Notes on Concurrency

These are my wide but not deep notes on concurrency. I am not an expert, so take them with a grain of salt.

Concurrency vs. Parallelism

Roughly speaking, concurrency is when the execution of two tasks is interspersed, and parallelism is when two tasks literally run at the same time.

For example, Javascript is concurrent but not parallel.

Concurrency can only be achieved on a multi-core CPU, whose hardware can run multiple sequences of assembly instructions at literally the same time.

Threads and Processes

Operating systems expose two basic concurrency abstractions:

Processes: run concurrently, and have their own memory.
Threads: belong to a process. Threads within a process all share the same memory.
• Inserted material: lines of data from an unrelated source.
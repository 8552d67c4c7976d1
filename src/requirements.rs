//! Chrome Web Store image requirements and conformance checks.

use anyhow::{Context, Result};
use image::ColorType;
use serde::Deserialize;
use std::{fmt, path::Path};

const REQUIREMENTS_JSON: &str = r#"
{
  "screenshots": {
    "sizes": [
      { "width": 1280, "height": 800 },
      { "width": 640, "height": 400 }
    ],
    "max_count": 5
  },
  "small_tile": { "width": 440, "height": 280 },
  "marquee_tile": { "width": 1400, "height": 560 }
}
"#;

#[derive(Debug, Clone, Copy, PartialEq, Eq, Deserialize)]
pub struct Dimensions {
    pub width: u32,
    pub height: u32,
}

impl fmt::Display for Dimensions {
    fn fmt(&self, f: &mut fmt::Formatter<'_>) -> fmt::Result {
        write!(f, "{}x{}", self.width, self.height)
    }
}

#[derive(Debug, Clone, Deserialize)]
pub struct ScreenshotRules {
    pub sizes: Vec<Dimensions>,
    pub max_count: usize,
}

/// Image sizes accepted by the store listing.
#[derive(Debug, Clone, Deserialize)]
pub struct StoreRequirements {
    pub screenshots: ScreenshotRules,
    pub small_tile: Dimensions,
    pub marquee_tile: Dimensions,
}

/// What a listing image is used for.
#[derive(Debug, Clone, Copy, PartialEq, Eq)]
pub enum AssetKind {
    Screenshot,
    SmallTile,
    MarqueeTile,
}

impl fmt::Display for AssetKind {
    fn fmt(&self, f: &mut fmt::Formatter<'_>) -> fmt::Result {
        let name = match self {
            AssetKind::Screenshot => "screenshot",
            AssetKind::SmallTile => "small promo tile",
            AssetKind::MarqueeTile => "marquee promo tile",
        };
        f.write_str(name)
    }
}

impl StoreRequirements {
    /// Parse the embedded requirement table.
    pub fn load() -> Result<Self> {
        serde_json::from_str(REQUIREMENTS_JSON).context("Failed to parse store requirements")
    }

    /// Which listing slot an image of this size fits, if any.
    pub fn classify(&self, width: u32, height: u32) -> Option<AssetKind> {
        let dims = Dimensions { width, height };

        if self.screenshots.sizes.contains(&dims) {
            Some(AssetKind::Screenshot)
        } else if dims == self.small_tile {
            Some(AssetKind::SmallTile)
        } else if dims == self.marquee_tile {
            Some(AssetKind::MarqueeTile)
        } else {
            None
        }
    }

    /// Human-readable summary printed after a promo run.
    pub fn summary_lines(&self) -> Vec<String> {
        let screenshot_sizes = self
            .screenshots
            .sizes
            .iter()
            .map(Dimensions::to_string)
            .collect::<Vec<_>>()
            .join(" or ");

        vec![
            format!(
                "Screenshots: {screenshot_sizes} (up to {} max)",
                self.screenshots.max_count
            ),
            format!("Small promo tile: {}", self.small_tile),
            format!("Marquee promo tile: {}", self.marquee_tile),
            "All images are 24-bit PNG (no alpha)".to_string(),
        ]
    }
}

/// Result of checking one PNG against the store requirements.
#[derive(Debug, Clone)]
pub struct Conformance {
    pub dimensions: Dimensions,
    pub color: ColorType,
    pub kind: Option<AssetKind>,
}

impl Conformance {
    pub fn is_rgb24(&self) -> bool {
        self.color == ColorType::Rgb8
    }

    pub fn is_ok(&self) -> bool {
        self.kind.is_some() && self.is_rgb24()
    }
}

/// Open `path` and check its size and pixel format.
pub fn check_png(requirements: &StoreRequirements, path: &Path) -> Result<Conformance> {
    let img = image::open(path).with_context(|| format!("Failed to load {}", path.display()))?;

    Ok(Conformance {
        dimensions: Dimensions {
            width: img.width(),
            height: img.height(),
        },
        color: img.color(),
        kind: requirements.classify(img.width(), img.height()),
    })
}
use anyhow::Result;
use clap::Parser;
use std::path::PathBuf;
use store_art::icon_gen::{self, IconOptions, DEFAULT_SIZES};
use store_art::palette::parse_color;

#[derive(Debug, Parser)]
#[clap(
    name = "generate-icons",
    about = "Generate the extension's toolbar icons"
)]
struct Args {
    /// Output directory.
    #[clap(short, long, value_name = "DIR", default_value = "./icons")]
    output: PathBuf,

    /// Icon sizes to generate.
    #[clap(short, long, value_delimiter = ',', value_name = "SIZES")]
    sizes: Option<Vec<u32>>,

    /// Background color (CSS color format)
    #[clap(long, default_value = "#4A90E2")]
    background: String,

    /// Glyph color (CSS color format)
    #[clap(long, default_value = "#FFFFFF")]
    color: String,

    /// Text drawn in the middle of the icon
    #[clap(long, default_value = "T")]
    glyph: String,
}

fn main() -> Result<()> {
    env_logger::Builder::from_env(env_logger::Env::default().default_filter_or("warn")).init();
    let args = Args::parse();

    let options = IconOptions {
        output: args.output,
        sizes: args.sizes.unwrap_or_else(|| DEFAULT_SIZES.to_vec()),
        background: parse_color(&args.background)?,
        color: parse_color(&args.color)?,
        glyph: args.glyph,
    };

    icon_gen::generate_icons(&options)?;
    Ok(())
}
Normally, when a particular thread in a process is being executed, it will continue to be executed. However, this can change if:

It chooses to go to sleep, typically because nothing interesting is happening and it hopes to wake up when something interesting to it does happen. (The terms blocking and non-blocking refer to operations that do or don’t cause a thread to go to sleep until they produce a value.)
It is killed by another thread.
The OS scheduler decides that it’s had its fair share of time for the moment, and context switches to another thread or process.
An interrupt takes control away. Hardware interrupts actually come to the processor from an external device, like a keyboard when a key is pressed. Software interrupts come from CPU instructions themselves: either an instruction tries to do something illegal (like divide by zero), or a special interrupt instruction is run (this can be used for things like talking to a driver).

When switching threads (context switching), the OS must:

Hand control to the kernel and back (as in any system call).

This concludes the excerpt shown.